RAL 150-3 vs Creamy in Real Spaces
6 real rooms side by side. RAL 150-3 and Creamy are close enough that the difference can be hard to judge from a chip alone — these photos show how each reads at scale, across different spaces and lighting conditions.
Living Room
In a living room, color works across both daylight and evening light — the same wall can read very differently at noon and at 8pm. The brightness difference is modest but present — Creamy gives the walls a little more lift.
Bedroom
The context that matters most in a bedroom is how a color reads under a bedside lamp at night, not under noon daylight. Creamy reads slightly lighter here — a subtle but real difference in how open the space feels.
Kitchen
In a kitchen, colors are seen under bright task lighting that amplifies undertones — what reads neutral elsewhere can show its hand here.

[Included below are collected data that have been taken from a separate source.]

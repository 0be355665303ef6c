//! Admin account queries.

use crate::db::models::AdminRow;
use crate::db::DbPool;
use crate::error::AppResult;

/// Get an admin account by username.
pub async fn get_admin(pool: &DbPool, username: &str) -> AppResult<Option<AdminRow>> {
    let row = sqlx::query_as::<_, AdminRow>(
        r#"
        SELECT username, password_hash
        FROM admin_users
        WHERE username = $1
        LIMIT 1
        "#,
    )
    .bind(username)
    .fetch_optional(pool)
    .await?;

    Ok(row)
}

/// Insert an admin account, or replace its password hash if it exists.
pub async fn upsert_admin(pool: &DbPool, username: &str, password_hash: &str) -> AppResult<()> {
    sqlx::query(
        r#"
        INSERT INTO admin_users (username, password_hash)
        VALUES ($1, $2)
        ON CONFLICT (username) DO UPDATE
        SET password_hash = EXCLUDED.password_hash
        "#,
    )
    .bind(username)
    .bind(password_hash)
    .execute(pool)
    .await?;

    Ok(())
}
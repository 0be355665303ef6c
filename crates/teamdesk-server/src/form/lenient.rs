//! Serde helpers that never reject a value.

use serde::de::{DeserializeOwned, Deserializer};
use serde::Deserialize;
use serde_json::Value;

/// Render any JSON scalar as text. `null` becomes the empty string.
pub fn text<'de, D>(deserializer: D) -> Result<String, D::Error>
where
    D: Deserializer<'de>,
{
    let value = Value::deserialize(deserializer)?;
    Ok(value_to_text(&value))
}

pub(crate) fn value_to_text(value: &Value) -> String {
    match value {
        Value::Null => String::new(),
        Value::String(s) => s.clone(),
        Value::Bool(b) => b.to_string(),
        Value::Number(n) => n.to_string(),
        other => other.to_string(),
    }
}

/// A nested section. Anything that is not an object yields the default.
pub fn section<'de, D, T>(deserializer: D) -> Result<T, D::Error>
where
    D: Deserializer<'de>,
    T: DeserializeOwned + Default,
{
    let value = Value::deserialize(deserializer)?;
    Ok(object_or_default(value))
}

fn object_or_default<T: DeserializeOwned + Default>(value: Value) -> T {
    if value.is_object() {
        serde_json::from_value(value).unwrap_or_default()
    } else {
        T::default()
    }
}

fn is_falsy(value: &Value) -> bool {
    match value {
        Value::Null => true,
        Value::Bool(b) => !b,
        Value::String(s) => s.is_empty(),
        Value::Number(n) => n.as_f64() == Some(0.0),
        _ => false,
    }
}

/// A list of entry slots. A non-array yields no slots; falsy elements are
/// kept as empty slots so row positions stay aligned.
pub fn slots<'de, D, T>(deserializer: D) -> Result<Vec<Option<T>>, D::Error>
where
    D: Deserializer<'de>,
    T: DeserializeOwned + Default,
{
    let value = Value::deserialize(deserializer)?;
    let Value::Array(items) = value else {
        return Ok(Vec::new());
    };

    Ok(items
        .into_iter()
        .map(|item| {
            if is_falsy(&item) {
                None
            } else {
                Some(object_or_default(item))
            }
        })
        .collect())
}
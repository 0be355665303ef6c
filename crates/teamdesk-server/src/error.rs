//! Error types for the TeamDesk onboarding server.
//!
//! This module provides custom error types that implement `IntoResponse`
//! for seamless integration with Axum handlers. Every error body has the
//! shape `{"success": false, "message": "..."}`.

use axum::{
    extract::rejection::BytesRejection,
    http::StatusCode,
    response::{IntoResponse, Response},
    Json,
};
use serde::Serialize;
use serde_json::json;
use thiserror::Error;

/// A single field that failed validation.
#[derive(Debug, Clone, PartialEq, Eq, Serialize)]
pub struct FieldError {
    /// Dotted path of the field, e.g. `personal.contactNumber`
    pub field: String,

    /// Human readable reason
    pub message: String,
}

impl FieldError {
    pub fn new(field: impl Into<String>, message: impl Into<String>) -> Self {
        Self {
            field: field.into(),
            message: message.into(),
        }
    }
}

/// Application-level errors for the onboarding server.
#[derive(Error, Debug)]
pub enum AppError {
    /// Database error
    #[error("Database error: {0}")]
    Database(#[from] sqlx::Error),

    /// Spreadsheet file storage error
    #[error("Storage error: {0}")]
    Storage(String),

    /// Spreadsheet encoding error
    #[error("Spreadsheet error: {0}")]
    Spreadsheet(String),

    /// Not found error
    #[error("Resource not found: {0}")]
    NotFound(String),

    /// Validation error
    #[error("Validation error: {0}")]
    Validation(String),

    /// Field-level validation errors
    #[error("Invalid fields: {}", .0.len())]
    InvalidFields(Vec<FieldError>),

    /// Authentication error
    #[error("Authentication error: {0}")]
    Auth(String),

    /// Bad request error
    #[error("Bad request: {0}")]
    BadRequest(String),

    /// Operation failed; the cause has already been logged
    #[error("{0}")]
    Failed(String),

    /// Request body exceeded the configured limit
    #[error("Payload too large: {0}")]
    PayloadTooLarge(String),

    /// Configuration error
    #[error("Configuration error: {0}")]
    Config(String),

    /// Serialization error
    #[error("Serialization error: {0}")]
    Serialization(#[from] serde_json::Error),

    /// File system error
    #[error("I/O error: {0}")]
    Io(#[from] std::io::Error),
}

impl AppError {
    /// HTTP status for this error.
    pub fn status(&self) -> StatusCode {
        match self {
            AppError::NotFound(_) => StatusCode::NOT_FOUND,
            AppError::Validation(_) | AppError::InvalidFields(_) | AppError::BadRequest(_) => {
                StatusCode::BAD_REQUEST
            }
            AppError::Auth(_) => StatusCode::UNAUTHORIZED,
            AppError::PayloadTooLarge(_) => StatusCode::PAYLOAD_TOO_LARGE,
            AppError::Database(_)
            | AppError::Storage(_)
            | AppError::Spreadsheet(_)
            | AppError::Failed(_)
            | AppError::Config(_)
            | AppError::Serialization(_)
            | AppError::Io(_) => StatusCode::INTERNAL_SERVER_ERROR,
        }
    }
}

impl IntoResponse for AppError {
    fn into_response(self) -> Response {
        let status = self.status();

        let message = match &self {
            AppError::NotFound(msg)
            | AppError::Validation(msg)
            | AppError::Auth(msg)
            | AppError::BadRequest(msg)
            | AppError::PayloadTooLarge(msg)
            | AppError::Failed(msg) => msg.clone(),
            AppError::InvalidFields(errors) => {
                let body = Json(json!({
                    "success": false,
                    "message": "Invalid employee details",
                    "errors": errors,
                }));
                return (status, body).into_response();
            }
            AppError::Database(e) => {
                tracing::error!(error = %e, "Database error");
                "Internal server error".to_string()
            }
            other => {
                tracing::error!(error = %other, "Unhandled error");
                "Internal server error".to_string()
            }
        };

        let body = Json(json!({
            "success": false,
            "message": message,
        }));

        (status, body).into_response()
    }
}

/// Result type alias using AppError.
pub type AppResult<T> = Result<T, AppError>;

impl From<BytesRejection> for AppError {
    fn from(rejection: BytesRejection) -> Self {
        if rejection.status() == StatusCode::PAYLOAD_TOO_LARGE {
            AppError::PayloadTooLarge("Request body too large".to_string())
        } else {
            AppError::BadRequest(rejection.body_text())
        }
    }
}

impl From<envy::Error> for AppError {
    fn from(err: envy::Error) -> Self {
        AppError::Config(err.to_string())
    }
}

impl From<csv::Error> for AppError {
    fn from(err: csv::Error) -> Self {
        AppError::Spreadsheet(err.to_string())
    }
}

impl From<rust_xlsxwriter::XlsxError> for AppError {
    fn from(err: rust_xlsxwriter::XlsxError) -> Self {
        AppError::Spreadsheet(err.to_string())
    }
}
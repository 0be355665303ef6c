//! Server-side submission checks.
//!
//! [`check_required`] is always applied. [`check_formats`] mirrors the
//! browser form's field rules and runs only in strict mode.

use chrono::{Months, NaiveDate};
use once_cell::sync::Lazy;
use regex::Regex;

use super::FormData;
use crate::error::{AppError, AppResult, FieldError};

static EMAIL: Lazy<Regex> = Lazy::new(|| Regex::new(r"^[^\s@]+@[^\s@]+\.[^\s@]+$").unwrap());
static PAN: Lazy<Regex> = Lazy::new(|| Regex::new(r"^[A-Z]{5}[0-9]{4}[A-Z]$").unwrap());

/// Minimum applicant age in months.
const MIN_AGE_MONTHS: u32 = 18 * 12;

/// Reject submissions without a first name or contact number.
pub fn check_required(form: &FormData) -> AppResult<()> {
    if form.personal.first_name.is_empty() || form.personal.contact_number.is_empty() {
        return Err(AppError::Validation(
            "Missing required employee details".to_string(),
        ));
    }
    Ok(())
}

fn digits_only(value: &str) -> String {
    value.chars().filter(|c| c.is_ascii_digit()).collect()
}

fn is_n_digits(value: &str, n: usize) -> bool {
    value.len() == n && value.chars().all(|c| c.is_ascii_digit())
}

/// Field format rules. Returns every failing field; empty means valid.
pub fn check_formats(form: &FormData, today: NaiveDate) -> Vec<FieldError> {
    let mut errors = Vec::new();

    let emails = [
        ("personal.emailAddress", &form.personal.email_address),
        ("address.personalEmail", &form.address.personal_email),
        ("address.companyEmail", &form.address.company_email),
    ];
    for (field, value) in emails {
        if !value.is_empty() && !EMAIL.is_match(value) {
            errors.push(FieldError::new(field, "Please enter a valid email address"));
        }
    }

    let phone = digits_only(&form.personal.contact_number);
    if phone.len() != 10 {
        errors.push(FieldError::new(
            "personal.contactNumber",
            "Please enter a valid 10-digit mobile number",
        ));
    }

    let aadhar: String = form
        .identification
        .aadhar_number
        .chars()
        .filter(|c| !c.is_whitespace())
        .collect();
    if !aadhar.is_empty() && !is_n_digits(&aadhar, 12) {
        errors.push(FieldError::new(
            "identification.aadharNumber",
            "Please enter a valid 12-digit Aadhar number",
        ));
    }

    let pan = form.identification.pan_number.to_uppercase();
    if !pan.is_empty() && !PAN.is_match(&pan) {
        errors.push(FieldError::new(
            "identification.panNumber",
            "Please enter a valid PAN number",
        ));
    }

    let pincode = &form.address.pincode;
    if !pincode.is_empty() && !is_n_digits(pincode, 6) {
        errors.push(FieldError::new(
            "address.pincode",
            "Please enter a valid 6-digit pincode",
        ));
    }

    let dob = &form.personal.date_of_birth;
    if !dob.is_empty() {
        match NaiveDate::parse_from_str(dob, "%Y-%m-%d") {
            Ok(date) => {
                let latest = today.checked_sub_months(Months::new(MIN_AGE_MONTHS));
                if latest.map(|l| date > l).unwrap_or(true) {
                    errors.push(FieldError::new(
                        "personal.dateOfBirth",
                        "You must be at least 18 years old",
                    ));
                }
            }
            Err(_) => {
                errors.push(FieldError::new(
                    "personal.dateOfBirth",
                    "Please enter a valid date",
                ));
            }
        }
    }

    errors
}
//! Business logic services.
//!
//! Services sit between the HTTP handlers and the submission store. They
//! validate input, call the store and shape the results.

pub mod admin;
pub mod submission;

pub use admin::{AdminService, LoginResponse};
pub use submission::{
    parse_submission_id, reviewer_name, EntryTable, ExportFile, ExportFormat, SubmissionService,
    SubmissionSummary,
};
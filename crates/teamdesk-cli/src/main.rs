mod client;

use anyhow::{Context, Result};
use clap::{Parser, Subcommand, ValueEnum};
use serde_json::Value;
use sha2::{Digest, Sha256};
use std::path::PathBuf;

use client::AdminClient;

#[derive(Parser)]
#[command(name = "teamdesk")]
#[command(version, about = "TeamDesk onboarding admin tool", long_about = None)]
struct Cli {
    #[command(subcommand)]
    command: Commands,

    /// Onboarding server URL
    #[arg(long, env = "TEAMDESK_SERVER_URL", default_value = "http://localhost:3001")]
    server_url: String,

    /// Admin bearer token (from `teamdesk login`)
    #[arg(long, env = "TEAMDESK_TOKEN", hide_env_values = true)]
    token: Option<String>,
}

#[derive(Clone, Copy, Debug, PartialEq, Eq, ValueEnum)]
enum Scope {
    Pending,
    Verified,
}

impl Scope {
    fn as_str(&self) -> &'static str {
        match self {
            Scope::Pending => "pending",
            Scope::Verified => "verified",
        }
    }
}

#[derive(Clone, Copy, Debug, PartialEq, Eq, ValueEnum)]
enum ExportFormat {
    Xlsx,
    Csv,
}

impl ExportFormat {
    fn as_str(&self) -> &'static str {
        match self {
            ExportFormat::Xlsx => "xlsx",
            ExportFormat::Csv => "csv",
        }
    }
}

#[derive(Subcommand)]
enum Commands {
    /// Check server and storage health
    Health,

    /// Log in and print a bearer token
    Login {
        #[arg(short, long, default_value = "admin")]
        username: String,

        #[arg(short, long)]
        password: String,
    },

    /// Show the token holder
    Me,

    /// Flattened spreadsheet rows
    Entries {
        #[arg(short, long, value_enum, default_value = "pending")]
        scope: Scope,

        /// Print the raw JSON response
        #[arg(long)]
        json: bool,
    },

    /// Review list
    Submissions {
        #[arg(short, long, value_enum, default_value = "pending")]
        scope: Scope,

        /// Print the raw JSON response
        #[arg(long)]
        json: bool,
    },

    /// Approve a pending submission
    Verify {
        id: i64,

        #[arg(short, long)]
        reviewer: String,
    },

    /// Reject and delete a pending submission
    Reject {
        id: i64,

        #[arg(short, long)]
        reviewer: String,
    },

    /// Download a spreadsheet export
    Export {
        #[arg(short, long, value_enum, default_value = "pending")]
        scope: Scope,

        #[arg(short, long, value_enum, default_value = "xlsx")]
        format: ExportFormat,

        /// Output file (default: the server's file name in the current directory)
        #[arg(short, long)]
        output: Option<PathBuf>,
    },

    /// Print the stored hash of a password (offline)
    HashPassword { password: String },
}

fn hash_password(password: &str) -> String {
    hex::encode(Sha256::digest(password.as_bytes()))
}

fn default_export_name(scope: Scope, format: ExportFormat) -> String {
    let stem = match scope {
        Scope::Pending => "employee_data",
        Scope::Verified => "verified_employee_data",
    };
    format!("{}.{}", stem, format.as_str())
}

fn text(value: &Value) -> &str {
    value.as_str().unwrap_or("")
}

/// One line per submission.
fn summary_lines(response: &Value) -> Vec<String> {
    response
        .get("rows")
        .and_then(|r| r.as_array())
        .map(|rows| {
            rows.iter()
                .map(|row| {
                    let mut line = format!(
                        "#{:<5} {:<28} {:<30} {:<16} {}",
                        row["id"].to_string(),
                        text(&row["fullName"]),
                        text(&row["email"]),
                        text(&row["department"]),
                        text(&row["createdAt"]),
                    );
                    if let Some(by) = row["verifiedBy"].as_str() {
                        line.push_str(&format!("  verified by {}", by));
                    }
                    line
                })
                .collect()
        })
        .unwrap_or_default()
}

fn print_json(value: &Value) -> Result<()> {
    println!("{}", serde_json::to_string_pretty(value)?);
    Ok(())
}

async fn run(cli: Cli) -> Result<()> {
    let client = AdminClient::new(&cli.server_url, cli.token);

    match cli.command {
        Commands::Health => print_json(&client.health().await?)?,
        Commands::Login { username, password } => {
            let result = client.login(&username, &password).await?;
            let token = result
                .get("token")
                .and_then(|t| t.as_str())
                .context("Login response has no token")?;
            println!("{}", token);
            eprintln!(
                "Token valid for {}s. export TEAMDESK_TOKEN=<token> to reuse it.",
                result["expiresInSeconds"]
            );
        }
        Commands::Me => print_json(&client.me().await?)?,
        Commands::Entries { scope, json } => {
            let result = client.entries(scope.as_str()).await?;
            if json {
                print_json(&result)?;
            } else {
                println!("{} {} row(s)", result["totalRows"], scope.as_str());
                if let Some(rows) = result["rows"].as_array() {
                    for row in rows {
                        println!(
                            "  {:<28} {:<20} {}",
                            text(&row["Full Name"]),
                            text(&row["Education Level"]),
                            text(&row["Company"]),
                        );
                    }
                }
            }
        }
        Commands::Submissions { scope, json } => {
            let result = client.submissions(scope.as_str()).await?;
            if json {
                print_json(&result)?;
            } else {
                println!("{} {} submission(s)", result["totalRows"], scope.as_str());
                for line in summary_lines(&result) {
                    println!("{}", line);
                }
            }
        }
        Commands::Verify { id, reviewer } => {
            let result = client.verify(id, &reviewer).await?;
            println!("{}", text(&result["message"]));
        }
        Commands::Reject { id, reviewer } => {
            let result = client.reject(id, &reviewer).await?;
            println!("{}", text(&result["message"]));
        }
        Commands::Export {
            scope,
            format,
            output,
        } => {
            let bytes = client.export(scope.as_str(), format.as_str()).await?;
            let path = output.unwrap_or_else(|| PathBuf::from(default_export_name(scope, format)));
            std::fs::write(&path, &bytes)
                .with_context(|| format!("Failed to write {}", path.display()))?;
            println!("Wrote {} bytes to {}", bytes.len(), path.display());
        }
        Commands::HashPassword { password } => println!("{}", hash_password(&password)),
    }

    Ok(())
}

#[tokio::main]
async fn main() {
    dotenvy::dotenv().ok();

    tracing_subscriber::fmt()
        .with_env_filter(
            tracing_subscriber::EnvFilter::try_from_default_env()
                .unwrap_or_else(|_| "warn".into()),
        )
        .with_writer(std::io::stderr)
        .init();

    let cli = Cli::parse();
    if let Err(e) = run(cli).await {
        eprintln!("Error: {:#}", e);
        std::process::exit(1);
    }
}
//! Database models for the TeamDesk onboarding server.
//!
//! SQLx row types for the submission and admin tables.

pub mod admin;
pub mod submission;

pub use admin::*;
pub use submission::*;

Creamy reads slightly lighter here — a subtle but real difference in how open the space feels.
Bathroom
Bathrooms are one of the few spaces where you're genuinely enclosed by the paint color, which makes the choice between these two more consequential. Creamy reads slightly lighter here — a subtle but real difference in how open the space feels.
House
Seen across an entire facade, subtle tonal differences become pronounced. What reads as nearly the same on a chip often reads as clearly different at scale. Creamy reads slightly lighter here — a subtle but real difference in how open the space feels.
Kitchen Cabinets
Kitchen cabinets are constantly compared against adjacent materials, which means subtle differences between these two become much more visible. Creamy reads slightly lighter here — a subtle but real difference in how open the space feels.
Color Details
RAL 150-3 vs Creamy Simulated Comparison
5 simulated room previews — drag the slider on each to see RAL 150-3 on one side and Creamy on the other.
Digital color is approximate. These simulations are generated from the manufacturer's hex values and overlaid on grayscale room photos — your screen's calibration, brightness, and viewing angle all affect how they render. Before committing to either color, test physical samples in your own space under the light you actually live with.
More RAL 150-3 comparisons
See how RAL 150-3 stacks up against other well-photographed colors across different brands and tones.